→ What is being asked
Reproduce all the material verbatim, down to the last line.

Records for processing START

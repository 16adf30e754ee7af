//! Connection registry.

use parking_lot::Mutex;
use std::collections::BTreeMap;
use std::fmt;
use std::sync::atomic::{AtomicBool, Ordering};
use std::sync::Arc;
use thiserror::Error;
use tokio::sync::mpsc;
use tracing::{debug, warn};

/// Opaque identity of a relay connection.
///
/// Ids are assigned in increasing order, so iterating the registry visits
/// connections in the order they were accepted.
#[derive(Debug, Clone, Copy, PartialEq, Eq, PartialOrd, Ord, Hash)]
pub struct ConnectionId(u64);

impl ConnectionId {
    /// Creates a connection id from a raw value.
    pub fn new(raw: u64) -> Self {
        Self(raw)
    }

    /// Returns the raw value.
    pub fn as_u64(&self) -> u64 {
        self.0
    }
}

impl fmt::Display for ConnectionId {
    fn fmt(&self, f: &mut fmt::Formatter<'_>) -> fmt::Result {
        write!(f, "conn-{}", self.0)
    }
}

/// Transport state of a connection.
#[derive(Debug, Clone, Copy, PartialEq, Eq)]
pub enum TransportState {
    /// Frames may be sent.
    Open,
    /// The peer started closing; no more frames are sent.
    Closing,
    /// The transport is gone.
    Closed,
}

/// The sink side of a connection is gone.
#[derive(Error, Debug, Clone, Copy, PartialEq, Eq)]
#[error("connection sink closed")]
pub struct SinkClosed;

/// Outbound half of a connection.
///
/// Sends must not block: implementations queue the frame and return.
pub trait ConnectionSink: Send {
    /// Queues a text frame for delivery.
    fn send(&self, frame: &str) -> Result<(), SinkClosed>;
}

impl ConnectionSink for mpsc::UnboundedSender<String> {
    fn send(&self, frame: &str) -> Result<(), SinkClosed> {
        mpsc::UnboundedSender::send(self, frame.to_owned()).map_err(|_| SinkClosed)
    }
}

/// An in-memory sink that records frames, for tests.
#[derive(Debug, Clone, Default)]
pub struct MemorySink {
    frames: Arc<Mutex<Vec<String>>>,
    closed: Arc<AtomicBool>,
}

impl MemorySink {
    /// Creates an empty sink.
    pub fn new() -> Self {
        Self::default()
    }

    /// Returns all frames received so far.
    pub fn frames(&self) -> Vec<String> {
        self.frames.lock().clone()
    }

    /// Removes and returns all frames received so far.
    pub fn drain(&self) -> Vec<String> {
        std::mem::take(&mut *self.frames.lock())
    }

    /// Makes subsequent sends fail, as if the peer vanished.
    pub fn close(&self) {
        self.closed
            .store(true, Ordering::SeqCst);
    }
}

impl ConnectionSink for MemorySink {
    fn send(&self, frame: &str) -> Result<(), SinkClosed> {
        if self.closed.load(Ordering::SeqCst) {
            return Err(SinkClosed);
        }
        self.frames.lock().push(frame.to_owned());
        Ok(())
    }
}

/// A registered connection.
pub struct Connection {
    id: ConnectionId,
    state: TransportState,
    sink: Box<dyn ConnectionSink>,
}

impl Connection {
    /// Returns the connection id.
    pub fn id(&self) -> ConnectionId {
        self.id
    }

    /// Returns the transport state.
    pub fn state(&self) -> TransportState {
        self.state
    }

    /// Sends a frame if the connection is open.
    ///
    /// A failed send marks the connection closed.
    pub fn send(&mut self, frame: &str) -> Result<(), SinkClosed> {
        if self.state != TransportState::Open {
            return Err(SinkClosed);
        }
        self.sink.send(frame).inspect_err(|_| {
            self.state = TransportState::Closed;
        })
    }
}

impl fmt::Debug for Connection {
    fn fmt(&self, f: &mut fmt::Formatter<'_>) -> fmt::Result {
        f.debug_struct("Connection")
            .field("id", &self.id)
            .field("state", &self.state)
            .finish_non_exhaustive()
    }
}

/// The set of currently live connections.
#[derive(Debug, Default)]
pub struct ConnectionRegistry {
    connections: BTreeMap<ConnectionId, Connection>,
    next_id: u64,
}

impl ConnectionRegistry {
    /// Creates an empty registry.
    pub fn new() -> Self {
        Self::default()
    }

    /// Registers a newly accepted connection in the `Open` state.
    pub fn register(&mut self, sink: Box<dyn ConnectionSink>) -> ConnectionId {
        self.next_id += 1;
        let id = ConnectionId(self.next_id);
        self.connections.insert(
            id,
            Connection {
                id,
                state: TransportState::Open,
                sink,
            },
        );
        id
    }

    /// Marks a connection as closing. Returns false if it is unknown.
    pub fn mark_closing(&mut self, id: ConnectionId) -> bool {
        match self.connections.get_mut(&id) {
            Some(conn) => {
                if conn.state == TransportState::Open {
                    conn.state = TransportState::Closing;
                }
                true
            }
            None => false,
        }
    }

    /// Removes a connection.
    pub fn remove(&mut self, id: ConnectionId) -> Option<Connection> {
        self.connections.remove(&id)
    }

    /// Gets a connection.
    pub fn get(&self, id: ConnectionId) -> Option<&Connection> {
        self.connections.get(&id)
    }

    /// Gets a connection mutably.
    pub fn get_mut(&mut self, id: ConnectionId) -> Option<&mut Connection> {
        self.connections.get_mut(&id)
    }

    /// Number of registered connections, in any state.
    pub fn len(&self) -> usize {
        self.connections.len()
    }

    /// Returns true if no connections are registered.
    pub fn is_empty(&self) -> bool {
        self.connections.is_empty()
    }

    /// Number of connections in the `Open` state.
    pub fn open_count(&self) -> usize {
        self.connections
            .values()
            .filter(|c| c.state == TransportState::Open)
            .count()
    }

    /// Ids of all registered connections, in accept order.
    pub fn ids(&self) -> Vec<ConnectionId> {
        self.connections.keys().copied().collect()
    }

    /// Sends a frame to every open connection except `origin`.
    ///
    /// A failing sink is marked closed and skipped; the remaining peers still
    /// receive the frame. Returns the number of successful deliveries.
    pub fn broadcast_except(&mut self, origin: ConnectionId, frame: &str) -> usize {
        let mut delivered = 0;
        for (id, conn) in self.connections.iter_mut() {
            if *id == origin {
                continue;
            }
            if conn.state != TransportState::Open {
                debug!(connection = %id, state = ?conn.state, "skipping non-open connection");
                continue;
            }
            match conn.send(frame) {
                Ok(()) => delivered += 1,
                Err(e) => warn!(connection = %id, error = %e, "broadcast send failed"),
            }
        }
        delivered
    }
}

Records for processing END

→ Exercise output
repository 16adf30e754ee7af
//! Connection registry.

use parking_lot::Mutex;
use std::collections::BTreeMap;
use std::fmt;
use std::sync::atomic::{AtomicBool, Ordering};
use std::sync::Arc;
use thiserror::Error;
use tokio::sync::mpsc;
use tracing::{debug, warn};

/// Opaque identity of a relay connection.
///
/// Ids are assigned in increasing order, so iterating the registry visits
/// connections in the order they were accepted.
#[derive(Debug, Clone, Copy, PartialEq, Eq, PartialOrd, Ord, Hash)]
pub struct ConnectionId(u64);

impl ConnectionId {
    /// Creates a connection id from a raw value.
    pub fn new(raw: u64) -> Self {
        Self(raw)
    }

    /// Returns the raw value.
    pub fn as_u64(&self) -> u64 {
        self.0
    }
}

impl fmt::Display for ConnectionId {
    fn fmt(&self, f: &mut fmt::Formatter<'_>) -> fmt::Result {
        write!(f, "conn-{}", self.0)
    }
}

/// Transport state of a connection.
#[derive(Debug, Clone, Copy, PartialEq, Eq)]
pub enum TransportState {
    /// Frames may be sent.
    Open,
    /// The peer started closing; no more frames are sent.
    Closing,
    /// The transport is gone.
    Closed,
}

/// The sink side of a connection is gone.
#[derive(Error, Debug, Clone, Copy, PartialEq, Eq)]
#[error("connection sink closed")]
pub struct SinkClosed;

/// Outbound half of a connection.
///
/// Sends must not block: implementations queue the frame and return.
pub trait ConnectionSink: Send {
    /// Queues a text frame for delivery.
    fn send(&self, frame: &str) -> Result<(), SinkClosed>;
}

impl ConnectionSink for mpsc::UnboundedSender<String> {
    fn send(&self, frame: &str) -> Result<(), SinkClosed> {
        mpsc::UnboundedSender::send(self, frame.to_owned()).map_err(|_| SinkClosed)
    }
}

/// An in-memory sink that records frames, for tests.
#[derive(Debug, Clone, Default)]
pub struct MemorySink {
    frames: Arc<Mutex<Vec<String>>>,
    closed: Arc<AtomicBool>,
}

impl MemorySink {
    /// Creates an empty sink.
    pub fn new() -> Self {
        Self::default()
    }

    /// Returns all frames received so far.
    pub fn frames(&self) -> Vec<String> {
        self.frames.lock().clone()
    }

    /// Removes and returns all frames received so far.
    pub fn drain(&self) -> Vec<String> {
        std::mem::take(&mut *self.frames.lock())
    }

    /// Makes subsequent sends fail, as if the peer vanished.
    pub fn close(&self) {
        self.closed
            .store(true, Ordering::SeqCst);
    }
}

impl ConnectionSink for MemorySink {
    fn send(&self, frame: &str) -> Result<(), SinkClosed> {
        if self.closed.load(Ordering::SeqCst) {
            return Err(SinkClosed);
        }
        self.frames.lock().push(frame.to_owned());
        Ok(())
    }
}

/// A registered connection.
pub struct Connection {
    id: ConnectionId,
    state: TransportState,
    sink: Box<dyn ConnectionSink>,
}

impl Connection {
    /// Returns the connection id.
    pub fn id(&self) -> ConnectionId {
        self.id
    }

    /// Returns the transport state.
    pub fn state(&self) -> TransportState {
        self.state
    }

    /// Sends a frame if the connection is open.
    ///
    /// A failed send marks the connection closed.
    pub fn send(&mut self, frame: &str) -> Result<(), SinkClosed> {
        if self.state != TransportState::Open {
            return Err(SinkClosed);
        }
        self.sink.send(frame).inspect_err(|_| {
            self.state = TransportState::Closed;
        })
    }
}

impl fmt::Debug for Connection {
    fn fmt(&self, f: &mut fmt::Formatter<'_>) -> fmt::Result {
        f.debug_struct("Connection")
            .field("id", &self.id)
            .field("state", &self.state)
            .finish_non_exhaustive()
    }
}

/// The set of currently live connections.
#[derive(Debug, Default)]
pub struct ConnectionRegistry {
    connections: BTreeMap<ConnectionId, Connection>,
    next_id: u64,
}

impl ConnectionRegistry {
    /// Creates an empty registry.
    pub fn new() -> Self {
        Self::default()
    }

    /// Registers a newly accepted connection in the `Open` state.
    pub fn register(&mut self, sink: Box<dyn ConnectionSink>) -> ConnectionId {
        self.next_id += 1;
        let id = ConnectionId(self.next_id);
        self.connections.insert(
            id,
            Connection {
                id,
                state: TransportState::Open,
                sink,
            },
        );
        id
    }

    /// Marks a connection as closing. Returns false if it is unknown.
    pub fn mark_closing(&mut self, id: ConnectionId) -> bool {
        match self.connections.get_mut(&id) {
            Some(conn) => {
                if conn.state == TransportState::Open {
                    conn.state = TransportState::Closing;
                }
                true
            }
            None => false,
        }
    }

    /// Removes a connection.
    pub fn remove(&mut self, id: ConnectionId) -> Option<Connection> {
        self.connections.remove(&id)
    }

    /// Gets a connection.
    pub fn get(&self, id: ConnectionId) -> Option<&Connection> {
        self.connections.get(&id)
    }

    /// Gets a connection mutably.
    pub fn get_mut(&mut self, id: ConnectionId) -> Option<&mut Connection> {
        self.connections.get_mut(&id)
    }

    /// Number of registered connections, in any state.
    pub fn len(&self) -> usize {
        self.connections.len()
    }

    /// Returns true if no connections are registered.
    pub fn is_empty(&self) -> bool {
        self.connections.is_empty()
    }

    /// Number of connections in the `Open` state.
    pub fn open_count(&self) -> usize {
        self.connections
            .values()
            .filter(|c| c.state == TransportState::Open)
            .count()
    }

    /// Ids of all registered connections, in accept order.
    pub fn ids(&self) -> Vec<ConnectionId> {
        self.connections.keys().copied().collect()
    }

    /// Sends a frame to every open connection except `origin`.
    ///
    /// A failing sink is marked closed and skipped; the remaining peers still
    /// receive the frame. Returns the number of successful deliveries.
    pub fn broadcast_except(&mut self, origin: ConnectionId, frame: &str) -> usize {
        let mut delivered = 0;
        for (id, conn) in self.connections.iter_mut() {
            if *id == origin {
                continue;
            }
            if conn.state != TransportState::Open {
                debug!(connection = %id, state = ?conn.state, "skipping non-open connection");
                continue;
            }
            match conn.send(frame) {
                Ok(()) => delivered += 1,
                Err(e) => warn!(connection = %id, error = %e, "broadcast send failed"),
            }
        }
        delivered
    }
}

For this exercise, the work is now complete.